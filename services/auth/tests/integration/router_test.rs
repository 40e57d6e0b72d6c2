//! Router-level tests for everything that resolves before the database:
//! validation rejections, rate limiting, cookie handling, health checks.

use axum_test::TestServer;
use serde_json::{Value, json};

use leadgate_auth::config::AuthConfig;
use leadgate_auth::infra::ratelimit::{AppRateLimiter, MemoryRateLimiter};
use leadgate_auth::router::build_router;
use leadgate_auth::state::AppState;

fn test_config() -> AuthConfig {
    AuthConfig {
        database_url: "postgres://unused".to_owned(),
        redis_url: None,
        access_token_secret: "test-access-secret".to_owned(),
        refresh_token_secret: "test-refresh-secret".to_owned(),
        mail_api_url: "http://127.0.0.1:1/send".to_owned(),
        mail_api_key: "unused".to_owned(),
        mail_from: "noreply@example.com".to_owned(),
        cookie_domain: "example.com".to_owned(),
        auth_port: 0,
    }
}

fn server() -> TestServer {
    let state = AppState::new(
        sea_orm::DatabaseConnection::default(),
        AppRateLimiter::Memory(MemoryRateLimiter::new()),
        &test_config(),
    );
    TestServer::new(build_router(state)).unwrap()
}

#[tokio::test]
async fn health_endpoints_respond_ok() {
    let server = server();
    assert_eq!(server.get("/healthz").await.status_code(), 200);
    assert_eq!(server.get("/readyz").await.status_code(), 200);
}

#[tokio::test]
async fn register_with_missing_fields_is_400() {
    let server = server();
    let response = server
        .post("/auth/register")
        .add_header("x-forwarded-for", "203.0.113.10")
        .json(&json!({ "email": "jane@example.com" }))
        .await;

    assert_eq!(response.status_code(), 400);
    let body: Value = response.json();
    assert_eq!(body["success"], false);
    assert_eq!(body["kind"], "VALIDATION");
}

#[tokio::test]
async fn login_with_empty_body_fields_is_400() {
    let server = server();
    let response = server
        .post("/auth/login")
        .add_header("x-forwarded-for", "203.0.113.11")
        .json(&json!({}))
        .await;

    assert_eq!(response.status_code(), 400);
}

#[tokio::test]
async fn verify_otp_with_bad_code_shape_is_400() {
    let server = server();
    let response = server
        .post("/auth/verify-otp")
        .add_header("x-forwarded-for", "203.0.113.12")
        .json(&json!({
            "email": "jane@example.com",
            "otp": "12ab",
            "purpose": "login_verification",
        }))
        .await;

    assert_eq!(response.status_code(), 400);
    let body: Value = response.json();
    assert_eq!(body["kind"], "VALIDATION");
}

#[tokio::test]
async fn register_rate_limit_kicks_in_per_ip() {
    let server = server();
    // 3 per hour per IP; invalid bodies still consume the bucket.
    for _ in 0..3 {
        let response = server
            .post("/auth/register")
            .add_header("x-forwarded-for", "198.51.100.77")
            .json(&json!({}))
            .await;
        assert_eq!(response.status_code(), 400);
    }

    let response = server
        .post("/auth/register")
        .add_header("x-forwarded-for", "198.51.100.77")
        .json(&json!({}))
        .await;
    assert_eq!(response.status_code(), 429);
    let body: Value = response.json();
    assert_eq!(body["kind"], "RATE_LIMITED");
    assert!(body["data"]["retry_after_secs"].as_u64().unwrap() <= 3600);

    // A different IP is unaffected.
    let response = server
        .post("/auth/register")
        .add_header("x-forwarded-for", "198.51.100.78")
        .json(&json!({}))
        .await;
    assert_eq!(response.status_code(), 400);
}

#[tokio::test]
async fn me_without_cookie_is_401() {
    let server = server();
    let response = server.get("/auth/me").await;
    assert_eq!(response.status_code(), 401);
}

#[tokio::test]
async fn me_with_garbage_cookie_is_401() {
    let server = server();
    let response = server
        .get("/auth/me")
        .add_header("cookie", "lg_access_token=not-a-jwt")
        .await;
    assert_eq!(response.status_code(), 401);
}

#[tokio::test]
async fn refresh_without_token_is_401() {
    let server = server();
    let response = server.post("/auth/refresh-token").json(&json!({})).await;
    assert_eq!(response.status_code(), 401);
}

#[tokio::test]
async fn logout_without_session_still_clears_cookies() {
    let server = server();
    let response = server.post("/auth/logout").await;

    assert_eq!(response.status_code(), 200);
    let cookies: Vec<String> = response
        .iter_headers_by_name("set-cookie")
        .map(|v| v.to_str().unwrap().to_owned())
        .collect();
    assert!(cookies.iter().any(|c| c.starts_with("lg_access_token=")));
    assert!(cookies.iter().any(|c| c.starts_with("lg_refresh_token=")));
    assert!(cookies.iter().all(|c| c.contains("Max-Age=0")));
}
//! Cookie builders for the admin access and refresh tokens.
//!
//! Both cookies are http-only, secure, and SameSite=Strict; Max-Age matches
//! the token TTL. The refresh cookie is scoped to the auth routes so it is
//! never sent with ordinary dashboard requests.

use axum_extra::extract::cookie::{Cookie, CookieJar, SameSite};
use time::Duration;

/// Cookie name for the access token.
pub const LG_ACCESS_TOKEN: &str = "lg_access_token";

/// Cookie name for the refresh token.
pub const LG_REFRESH_TOKEN: &str = "lg_refresh_token";

/// Access-token JWT lifetime in seconds (15 minutes).
pub const ACCESS_TOKEN_EXP: u64 = 900;

/// Refresh-token JWT lifetime in seconds (7 days).
pub const REFRESH_TOKEN_EXP: u64 = 604800;

/// Set the access-token cookie on the jar.
///
/// ```
/// use axum_extra::extract::cookie::CookieJar;
/// use leadgate_auth_types::cookie::{set_access_token_cookie, LG_ACCESS_TOKEN};
///
/// let jar = CookieJar::new();
/// let jar = set_access_token_cookie(jar, "token_value".to_string(), "example.com".to_string());
/// let cookie = jar.get(LG_ACCESS_TOKEN).unwrap();
/// assert_eq!(cookie.path(), Some("/"));
/// assert_eq!(cookie.domain(), Some("example.com"));
/// assert_eq!(cookie.max_age(), Some(time::Duration::seconds(900)));
/// assert!(cookie.http_only().unwrap_or(false));
/// assert!(cookie.secure().unwrap_or(false));
/// ```
pub fn set_access_token_cookie(jar: CookieJar, value: String, domain: String) -> CookieJar {
    let cookie = Cookie::build((LG_ACCESS_TOKEN, value))
        .path("/")
        .domain(domain)
        .max_age(Duration::seconds(ACCESS_TOKEN_EXP as i64))
        .http_only(true)
        .secure(true)
        .same_site(SameSite::Strict)
        .build();
    jar.add(cookie)
}

/// Set the refresh-token cookie on the jar.
///
/// ```
/// use axum_extra::extract::cookie::CookieJar;
/// use leadgate_auth_types::cookie::{set_refresh_token_cookie, LG_REFRESH_TOKEN};
///
/// let jar = CookieJar::new();
/// let jar = set_refresh_token_cookie(jar, "refresh_value".to_string(), "example.com".to_string());
/// let cookie = jar.get(LG_REFRESH_TOKEN).unwrap();
/// assert_eq!(cookie.path(), Some("/auth"));
/// assert_eq!(cookie.domain(), Some("example.com"));
/// assert_eq!(cookie.max_age(), Some(time::Duration::seconds(604800)));
/// assert!(cookie.http_only().unwrap_or(false));
/// assert!(cookie.secure().unwrap_or(false));
/// ```
pub fn set_refresh_token_cookie(jar: CookieJar, value: String, domain: String) -> CookieJar {
    let cookie = Cookie::build((LG_REFRESH_TOKEN, value))
        .path("/auth")
        .domain(domain)
        .max_age(Duration::seconds(REFRESH_TOKEN_EXP as i64))
        .http_only(true)
        .secure(true)
        .same_site(SameSite::Strict)
        .build();
    jar.add(cookie)
}

/// Clear both token cookies by setting Max-Age to 0. Idempotent — clearing
/// an already-clear jar is fine, which is what makes logout always succeed.
///
/// ```
/// use axum_extra::extract::cookie::CookieJar;
/// use leadgate_auth_types::cookie::{
///     clear_cookies, set_access_token_cookie, set_refresh_token_cookie,
///     LG_ACCESS_TOKEN, LG_REFRESH_TOKEN,
/// };
///
/// let jar = CookieJar::new();
/// let jar = set_access_token_cookie(jar, "a".to_string(), "example.com".to_string());
/// let jar = set_refresh_token_cookie(jar, "r".to_string(), "example.com".to_string());
/// let jar = clear_cookies(jar, "example.com".to_string());
/// let access = jar.get(LG_ACCESS_TOKEN).unwrap();
/// let refresh = jar.get(LG_REFRESH_TOKEN).unwrap();
/// assert_eq!(access.max_age(), Some(time::Duration::ZERO));
/// assert_eq!(refresh.max_age(), Some(time::Duration::ZERO));
/// ```
pub fn clear_cookies(jar: CookieJar, domain: String) -> CookieJar {
    let access = Cookie::build((LG_ACCESS_TOKEN, ""))
        .path("/")
        .domain(domain.clone())
        .max_age(Duration::ZERO)
        .http_only(true)
        .secure(true)
        .same_site(SameSite::Strict)
        .build();
    let refresh = Cookie::build((LG_REFRESH_TOKEN, ""))
        .path("/auth")
        .domain(domain)
        .max_age(Duration::ZERO)
        .http_only(true)
        .secure(true)
        .same_site(SameSite::Strict)
        .build();
    jar.add(access).add(refresh)
}
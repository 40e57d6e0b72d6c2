use sea_orm_migration::prelude::*;

use leadgate_auth_migration::Migrator;

#[tokio::main]
async fn main() {
    cli::run_cli(Migrator).await;
}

+++++

— What the exercise asks —
In the material above, the line with "#[tokio::main]" marks the start. Print it and every line after it through the last, exactly.

— Reply to the task —
#[tokio::main]
async fn main() {
    cli::run_cli(Migrator).await;
}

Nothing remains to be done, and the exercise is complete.